# ASSIGNED TASK:
Pull every line with the word "enumerate" out of the entries below.

# GIVEN ENTRIES:
►

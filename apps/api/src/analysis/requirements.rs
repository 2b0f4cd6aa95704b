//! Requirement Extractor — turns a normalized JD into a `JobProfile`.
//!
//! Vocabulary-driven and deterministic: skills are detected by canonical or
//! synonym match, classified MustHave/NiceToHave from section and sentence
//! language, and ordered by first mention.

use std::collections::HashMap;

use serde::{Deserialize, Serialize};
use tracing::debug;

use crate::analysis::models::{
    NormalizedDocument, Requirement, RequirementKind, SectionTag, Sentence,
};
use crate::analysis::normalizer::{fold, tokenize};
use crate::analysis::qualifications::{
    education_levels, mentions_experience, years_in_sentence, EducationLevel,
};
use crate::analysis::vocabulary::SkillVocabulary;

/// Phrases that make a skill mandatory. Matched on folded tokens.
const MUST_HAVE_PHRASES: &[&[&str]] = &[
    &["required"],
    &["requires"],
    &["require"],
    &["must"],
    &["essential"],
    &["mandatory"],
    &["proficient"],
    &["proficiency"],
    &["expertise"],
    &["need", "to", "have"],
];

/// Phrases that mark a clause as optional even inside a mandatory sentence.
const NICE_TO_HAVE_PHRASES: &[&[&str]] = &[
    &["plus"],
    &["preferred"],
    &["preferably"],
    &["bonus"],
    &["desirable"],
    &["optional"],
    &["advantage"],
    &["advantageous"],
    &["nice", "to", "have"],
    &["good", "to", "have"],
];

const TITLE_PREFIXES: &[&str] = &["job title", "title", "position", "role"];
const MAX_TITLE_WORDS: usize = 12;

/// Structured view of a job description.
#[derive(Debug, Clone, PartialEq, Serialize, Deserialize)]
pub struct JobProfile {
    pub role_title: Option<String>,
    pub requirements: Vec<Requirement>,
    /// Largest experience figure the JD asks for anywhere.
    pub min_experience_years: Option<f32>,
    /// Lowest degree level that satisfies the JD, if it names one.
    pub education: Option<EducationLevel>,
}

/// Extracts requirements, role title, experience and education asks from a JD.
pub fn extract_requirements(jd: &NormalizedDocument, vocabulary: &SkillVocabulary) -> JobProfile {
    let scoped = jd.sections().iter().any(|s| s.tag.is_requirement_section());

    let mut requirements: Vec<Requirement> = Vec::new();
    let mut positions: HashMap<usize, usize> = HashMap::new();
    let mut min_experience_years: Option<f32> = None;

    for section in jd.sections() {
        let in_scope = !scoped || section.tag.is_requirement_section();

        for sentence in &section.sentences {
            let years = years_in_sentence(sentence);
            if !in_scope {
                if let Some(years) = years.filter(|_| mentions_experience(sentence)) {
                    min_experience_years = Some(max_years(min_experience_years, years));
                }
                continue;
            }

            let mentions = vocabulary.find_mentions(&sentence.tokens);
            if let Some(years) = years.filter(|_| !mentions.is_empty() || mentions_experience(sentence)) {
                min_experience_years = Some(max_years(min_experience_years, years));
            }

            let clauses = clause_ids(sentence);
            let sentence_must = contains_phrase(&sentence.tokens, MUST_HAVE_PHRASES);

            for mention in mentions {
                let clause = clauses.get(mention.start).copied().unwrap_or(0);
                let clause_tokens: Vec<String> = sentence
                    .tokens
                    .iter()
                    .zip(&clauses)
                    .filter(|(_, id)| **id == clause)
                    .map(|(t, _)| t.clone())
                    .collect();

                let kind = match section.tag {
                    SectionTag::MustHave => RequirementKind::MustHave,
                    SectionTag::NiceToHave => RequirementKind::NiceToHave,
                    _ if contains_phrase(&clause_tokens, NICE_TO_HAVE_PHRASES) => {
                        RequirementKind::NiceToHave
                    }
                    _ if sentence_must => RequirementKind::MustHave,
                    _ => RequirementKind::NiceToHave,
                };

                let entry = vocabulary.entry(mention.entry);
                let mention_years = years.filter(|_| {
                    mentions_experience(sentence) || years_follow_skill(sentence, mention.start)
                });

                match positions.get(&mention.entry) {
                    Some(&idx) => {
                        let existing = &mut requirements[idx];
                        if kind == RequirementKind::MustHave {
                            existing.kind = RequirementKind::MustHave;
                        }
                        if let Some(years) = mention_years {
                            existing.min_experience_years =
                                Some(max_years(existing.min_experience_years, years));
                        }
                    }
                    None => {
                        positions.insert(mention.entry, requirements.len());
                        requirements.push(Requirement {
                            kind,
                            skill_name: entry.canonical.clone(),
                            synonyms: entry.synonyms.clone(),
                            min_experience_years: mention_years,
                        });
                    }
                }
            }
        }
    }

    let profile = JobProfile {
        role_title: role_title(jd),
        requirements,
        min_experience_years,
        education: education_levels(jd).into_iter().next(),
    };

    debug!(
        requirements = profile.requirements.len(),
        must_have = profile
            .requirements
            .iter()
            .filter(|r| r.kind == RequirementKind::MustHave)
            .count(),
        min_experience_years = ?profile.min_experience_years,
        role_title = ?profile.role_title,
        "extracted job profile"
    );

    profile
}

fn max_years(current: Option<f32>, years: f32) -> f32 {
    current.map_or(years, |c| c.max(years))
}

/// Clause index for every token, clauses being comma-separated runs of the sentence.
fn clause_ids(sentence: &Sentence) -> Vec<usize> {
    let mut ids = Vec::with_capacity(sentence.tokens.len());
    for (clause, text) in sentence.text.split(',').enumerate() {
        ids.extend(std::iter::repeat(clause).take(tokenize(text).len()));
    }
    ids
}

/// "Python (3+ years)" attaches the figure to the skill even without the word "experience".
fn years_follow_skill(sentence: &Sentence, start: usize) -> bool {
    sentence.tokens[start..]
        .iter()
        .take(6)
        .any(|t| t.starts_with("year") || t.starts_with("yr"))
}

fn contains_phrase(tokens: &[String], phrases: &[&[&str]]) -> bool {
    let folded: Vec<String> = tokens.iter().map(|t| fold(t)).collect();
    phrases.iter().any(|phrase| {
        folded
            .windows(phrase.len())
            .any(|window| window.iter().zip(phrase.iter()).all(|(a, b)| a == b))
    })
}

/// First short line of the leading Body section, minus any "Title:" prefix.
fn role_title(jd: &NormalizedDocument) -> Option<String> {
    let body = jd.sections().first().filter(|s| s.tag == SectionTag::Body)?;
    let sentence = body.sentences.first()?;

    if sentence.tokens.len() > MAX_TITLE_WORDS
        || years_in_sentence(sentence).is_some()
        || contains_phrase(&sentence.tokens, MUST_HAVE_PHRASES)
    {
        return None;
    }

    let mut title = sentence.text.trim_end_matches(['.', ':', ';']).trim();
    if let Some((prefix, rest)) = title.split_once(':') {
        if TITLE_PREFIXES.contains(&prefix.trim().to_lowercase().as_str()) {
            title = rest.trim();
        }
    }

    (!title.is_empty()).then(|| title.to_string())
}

◄
►

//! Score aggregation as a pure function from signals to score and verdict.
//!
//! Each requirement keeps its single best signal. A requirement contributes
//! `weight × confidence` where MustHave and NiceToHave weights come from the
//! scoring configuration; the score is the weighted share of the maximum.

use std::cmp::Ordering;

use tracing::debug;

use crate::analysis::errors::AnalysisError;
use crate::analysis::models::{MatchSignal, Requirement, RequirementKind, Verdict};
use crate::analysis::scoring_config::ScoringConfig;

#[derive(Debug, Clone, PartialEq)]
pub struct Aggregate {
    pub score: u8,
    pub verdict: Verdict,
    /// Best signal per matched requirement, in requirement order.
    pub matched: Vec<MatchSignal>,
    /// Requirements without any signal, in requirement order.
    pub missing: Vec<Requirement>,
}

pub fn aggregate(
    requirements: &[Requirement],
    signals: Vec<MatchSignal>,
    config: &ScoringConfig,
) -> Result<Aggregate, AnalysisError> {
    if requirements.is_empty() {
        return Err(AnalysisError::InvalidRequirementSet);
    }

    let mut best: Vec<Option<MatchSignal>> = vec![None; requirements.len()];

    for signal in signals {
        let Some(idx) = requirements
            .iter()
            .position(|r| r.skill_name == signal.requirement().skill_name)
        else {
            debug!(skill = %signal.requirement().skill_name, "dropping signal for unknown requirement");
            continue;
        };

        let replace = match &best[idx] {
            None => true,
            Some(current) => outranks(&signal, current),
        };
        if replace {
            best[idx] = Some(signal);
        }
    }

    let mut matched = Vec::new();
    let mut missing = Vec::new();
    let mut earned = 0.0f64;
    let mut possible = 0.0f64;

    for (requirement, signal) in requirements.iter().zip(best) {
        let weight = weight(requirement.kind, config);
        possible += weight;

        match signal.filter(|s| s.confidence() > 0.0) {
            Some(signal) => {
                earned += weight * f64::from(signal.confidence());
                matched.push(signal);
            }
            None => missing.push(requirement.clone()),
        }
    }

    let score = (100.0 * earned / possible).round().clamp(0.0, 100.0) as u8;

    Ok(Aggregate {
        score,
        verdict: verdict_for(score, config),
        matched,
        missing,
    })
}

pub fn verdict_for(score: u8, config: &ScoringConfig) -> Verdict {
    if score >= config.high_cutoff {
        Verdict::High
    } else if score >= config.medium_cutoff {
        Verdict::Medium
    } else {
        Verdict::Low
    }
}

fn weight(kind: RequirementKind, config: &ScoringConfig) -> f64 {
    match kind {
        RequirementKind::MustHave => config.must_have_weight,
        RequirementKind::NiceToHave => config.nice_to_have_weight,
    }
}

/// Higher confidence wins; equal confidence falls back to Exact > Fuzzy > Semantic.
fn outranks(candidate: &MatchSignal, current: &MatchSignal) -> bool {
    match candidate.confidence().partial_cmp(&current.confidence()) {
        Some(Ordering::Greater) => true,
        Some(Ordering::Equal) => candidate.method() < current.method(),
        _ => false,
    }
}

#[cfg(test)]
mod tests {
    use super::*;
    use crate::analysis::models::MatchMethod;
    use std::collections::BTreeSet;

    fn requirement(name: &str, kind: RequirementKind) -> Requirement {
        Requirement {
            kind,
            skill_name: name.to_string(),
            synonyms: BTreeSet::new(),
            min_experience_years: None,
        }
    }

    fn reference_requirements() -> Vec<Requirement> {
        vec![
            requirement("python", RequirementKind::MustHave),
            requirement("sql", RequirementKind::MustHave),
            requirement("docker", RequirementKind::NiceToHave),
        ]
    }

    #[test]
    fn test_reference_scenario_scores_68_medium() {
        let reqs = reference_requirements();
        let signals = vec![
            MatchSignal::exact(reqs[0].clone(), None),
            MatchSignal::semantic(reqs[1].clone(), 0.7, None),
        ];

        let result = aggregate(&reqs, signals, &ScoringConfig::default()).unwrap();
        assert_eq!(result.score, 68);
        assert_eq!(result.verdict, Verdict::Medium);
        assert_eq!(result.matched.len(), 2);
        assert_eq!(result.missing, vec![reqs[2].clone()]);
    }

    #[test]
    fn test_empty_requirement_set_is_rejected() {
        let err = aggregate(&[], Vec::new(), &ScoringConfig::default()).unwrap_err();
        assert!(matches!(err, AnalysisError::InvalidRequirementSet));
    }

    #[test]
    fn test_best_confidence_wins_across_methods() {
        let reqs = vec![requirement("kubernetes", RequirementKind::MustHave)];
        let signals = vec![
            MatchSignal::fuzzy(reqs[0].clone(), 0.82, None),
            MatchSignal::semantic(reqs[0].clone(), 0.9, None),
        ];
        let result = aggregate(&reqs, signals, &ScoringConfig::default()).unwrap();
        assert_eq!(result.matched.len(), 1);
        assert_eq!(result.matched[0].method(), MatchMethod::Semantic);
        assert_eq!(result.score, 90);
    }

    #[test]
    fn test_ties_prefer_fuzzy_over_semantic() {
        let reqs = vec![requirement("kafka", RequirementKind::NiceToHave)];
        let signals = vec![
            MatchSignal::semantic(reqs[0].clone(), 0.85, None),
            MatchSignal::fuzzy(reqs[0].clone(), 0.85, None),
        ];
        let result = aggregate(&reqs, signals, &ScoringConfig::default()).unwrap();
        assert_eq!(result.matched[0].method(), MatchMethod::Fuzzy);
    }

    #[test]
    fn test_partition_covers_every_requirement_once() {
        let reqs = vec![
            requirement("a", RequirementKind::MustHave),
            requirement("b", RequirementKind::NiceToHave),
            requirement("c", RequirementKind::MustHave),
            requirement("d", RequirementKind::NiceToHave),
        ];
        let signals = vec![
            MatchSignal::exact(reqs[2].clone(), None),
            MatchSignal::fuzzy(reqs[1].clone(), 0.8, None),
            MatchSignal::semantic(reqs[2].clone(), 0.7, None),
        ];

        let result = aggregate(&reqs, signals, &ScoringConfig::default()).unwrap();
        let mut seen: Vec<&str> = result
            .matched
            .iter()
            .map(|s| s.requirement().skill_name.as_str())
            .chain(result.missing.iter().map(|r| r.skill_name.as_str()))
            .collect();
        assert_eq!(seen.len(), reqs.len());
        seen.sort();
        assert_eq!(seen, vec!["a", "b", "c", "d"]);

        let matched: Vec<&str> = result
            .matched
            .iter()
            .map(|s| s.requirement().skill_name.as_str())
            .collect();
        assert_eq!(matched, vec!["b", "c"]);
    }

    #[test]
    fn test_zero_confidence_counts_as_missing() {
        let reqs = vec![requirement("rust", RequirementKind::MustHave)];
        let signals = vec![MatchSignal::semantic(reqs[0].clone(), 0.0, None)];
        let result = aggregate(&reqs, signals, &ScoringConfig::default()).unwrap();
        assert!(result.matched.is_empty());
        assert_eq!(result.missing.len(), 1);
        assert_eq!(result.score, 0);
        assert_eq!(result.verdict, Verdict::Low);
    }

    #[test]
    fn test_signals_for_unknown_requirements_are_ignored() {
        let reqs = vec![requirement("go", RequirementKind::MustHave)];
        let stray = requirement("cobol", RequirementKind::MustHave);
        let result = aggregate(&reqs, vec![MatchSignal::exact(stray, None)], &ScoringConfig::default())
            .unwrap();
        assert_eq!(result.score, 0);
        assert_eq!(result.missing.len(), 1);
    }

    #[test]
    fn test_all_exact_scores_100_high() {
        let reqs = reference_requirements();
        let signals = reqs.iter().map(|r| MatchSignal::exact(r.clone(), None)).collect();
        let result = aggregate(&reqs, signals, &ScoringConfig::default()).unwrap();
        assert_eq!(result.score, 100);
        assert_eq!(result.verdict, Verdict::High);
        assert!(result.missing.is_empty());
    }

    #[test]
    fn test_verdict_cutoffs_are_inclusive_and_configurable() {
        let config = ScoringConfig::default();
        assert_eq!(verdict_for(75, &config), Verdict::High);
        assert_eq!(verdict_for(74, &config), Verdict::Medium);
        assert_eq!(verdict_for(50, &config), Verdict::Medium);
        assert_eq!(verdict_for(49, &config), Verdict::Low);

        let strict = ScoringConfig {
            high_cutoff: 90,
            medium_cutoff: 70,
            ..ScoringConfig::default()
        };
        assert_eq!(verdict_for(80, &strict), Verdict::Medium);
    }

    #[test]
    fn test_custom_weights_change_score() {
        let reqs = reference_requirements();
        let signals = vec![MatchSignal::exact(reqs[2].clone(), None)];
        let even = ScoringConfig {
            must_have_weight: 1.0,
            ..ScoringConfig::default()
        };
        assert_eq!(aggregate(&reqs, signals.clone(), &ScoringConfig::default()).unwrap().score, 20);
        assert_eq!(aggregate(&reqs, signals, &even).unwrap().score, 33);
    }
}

◄
►

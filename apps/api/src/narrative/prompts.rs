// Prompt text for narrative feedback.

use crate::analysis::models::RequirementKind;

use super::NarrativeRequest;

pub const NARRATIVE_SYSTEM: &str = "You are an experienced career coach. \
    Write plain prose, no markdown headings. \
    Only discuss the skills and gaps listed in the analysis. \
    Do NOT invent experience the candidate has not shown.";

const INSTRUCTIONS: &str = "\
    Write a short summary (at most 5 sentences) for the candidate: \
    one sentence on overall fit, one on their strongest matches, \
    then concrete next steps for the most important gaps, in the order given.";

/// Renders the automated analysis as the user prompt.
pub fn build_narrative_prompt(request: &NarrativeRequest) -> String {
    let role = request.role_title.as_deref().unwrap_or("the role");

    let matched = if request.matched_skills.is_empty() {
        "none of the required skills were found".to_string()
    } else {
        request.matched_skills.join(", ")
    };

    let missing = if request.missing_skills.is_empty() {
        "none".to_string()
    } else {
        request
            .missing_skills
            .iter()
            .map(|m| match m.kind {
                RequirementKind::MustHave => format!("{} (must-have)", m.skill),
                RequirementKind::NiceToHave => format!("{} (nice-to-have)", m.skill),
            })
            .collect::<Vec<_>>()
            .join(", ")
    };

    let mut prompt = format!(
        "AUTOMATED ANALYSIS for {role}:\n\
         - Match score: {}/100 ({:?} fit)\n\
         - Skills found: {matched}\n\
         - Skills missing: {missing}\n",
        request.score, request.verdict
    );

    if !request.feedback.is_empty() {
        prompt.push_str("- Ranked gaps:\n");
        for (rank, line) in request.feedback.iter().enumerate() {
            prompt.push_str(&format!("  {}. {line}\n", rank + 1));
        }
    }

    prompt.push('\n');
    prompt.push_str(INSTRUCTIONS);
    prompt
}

◄

# WRITTEN RESPONSE:
    for (clause, text) in sentence.text.split(',').enumerate() {
        for (rank, line) in request.feedback.iter().enumerate() {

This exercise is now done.